What’s the best way to get 13 Dwarves out of Thranduil’s kingdom? Sneak out into the rivers via empty wine barrels! Bilbo comes up this brilliant plan after discovering that the Elves return empty barrels to Esgaroth, the Lake-town that supplies them with food and drink. In the movie, expect to see this hilarious scene pan out with soggy dwarves bobbing in a swift moving river but with a little more action thrown in as the Elves pursue them, as the trailer hints.
There’s a little play feature where you can flick a lever to make the barrels roll down the ramp. I’m not normally a fan of these play features but I like this particular one because it complements the theme of the set so well.
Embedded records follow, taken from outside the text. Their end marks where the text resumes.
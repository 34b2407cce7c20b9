use clap::{Parser, ValueEnum};
use scent_robot::{InstructionPolicy, InterpreterConfig, OutputFormat, SimulationError, run};
use std::fs::File;
use std::io::{self, BufReader};
use std::path::PathBuf;
use std::process::ExitCode;
use tracing_subscriber::EnvFilter;

#[derive(Debug, Parser)]
#[command(bin_name = "scent-robot")]
#[command(about = "Drive robots across a bounded grid; lost robots leave a scent")]
#[command(version)]
struct CliArgs {
    /// Input file; reads stdin when omitted.
    input: Option<PathBuf>,

    #[arg(long, help = "Skip instruction characters other than L, R and F")]
    ignore_unknown_instructions: bool,

    #[arg(long, value_enum, default_value_t = Format::Text)]
    format: Format,

    #[arg(
        long,
        short = 'd',
        help = "Trace grid size, robot poses and scents to stderr (also enabled by DEBUG)"
    )]
    debug: bool,
}

#[derive(Clone, Copy, Debug, ValueEnum)]
enum Format {
    Text,
    Json,
}

impl From<Format> for OutputFormat {
    fn from(format: Format) -> Self {
        match format {
            Format::Text => OutputFormat::Text,
            Format::Json => OutputFormat::Json,
        }
    }
}

fn main() -> ExitCode {
    let args = CliArgs::parse();
    init_tracing(args.debug || std::env::var_os("DEBUG").is_some_and(|v| !v.is_empty()));

    match execute(&args) {
        Ok(_) => ExitCode::SUCCESS,
        Err(err) => {
            eprintln!("{err}");
            ExitCode::FAILURE
        }
    }
}

fn execute(args: &CliArgs) -> Result<scent_robot::RunSummary, SimulationError> {
    let config = InterpreterConfig {
        instruction_policy: if args.ignore_unknown_instructions {
            InstructionPolicy::Ignore
        } else {
            InstructionPolicy::Reject
        },
    };
    let stdout = io::stdout().lock();
    let format = args.format.into();

    match &args.input {
        Some(path) => run(BufReader::new(File::open(path)?), stdout, config, format),
        None => run(io::stdin().lock(), stdout, config, format),
    }
}

/// Diagnostics go to stderr so stdout carries only reports. `RUST_LOG`
/// overrides the level chosen by `--debug`.
fn init_tracing(debug: bool) {
    let default_level = if debug { "debug" } else { "warn" };
    let filter =
        EnvFilter::try_from_default_env().unwrap_or_else(|_| EnvFilter::new(default_level));
    tracing_subscriber::fmt()
        .with_env_filter(filter)
        .with_writer(io::stderr)
        .without_time()
        .with_target(false)
        .init();
}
Another great building technique is the fittings that adorn the arch that are made out of tan 2×1 tiles. I feel that it gives this set a whole lot of charm and character.
Final Thoughts: This was a really fun set to put together, and it makes a really nice preview set for the second Hobbit movie. It’s a little thin with only about 300+ pieces and for the price you’re paying, it really leaves you hungry for more. The minifigs, as with most licensed sets these days are the main draw for this set. Parts-wise, we get a lot of great accessories like the One Ring, Sting, Elven swords, wine glasses and bottles and whopping 3 large wooden barrels which are pretty nice to have. The play features are nice bonus additions and I’m pretty glad we don’t have any lame flick-fire missiles in this set. As a display set, it’s rather average because there are a lot of disparate components like the weapons rack, table and chairs, and mini-wine cask which produces a pretty haphazard when taken in as one.
Should You Buy It?: It’s pretty hard to recommend getting this set unless you’re a hardcore Hobbit fan and have put your mind to collecting all 13 Dwarves. If you’re after Bilbo, he can be obtained in the much smaller Riddles in the Dark set. At the price point of $69.99, there are much better sets to purchase which really contain more bricks and better minifigs, in my honest opinion.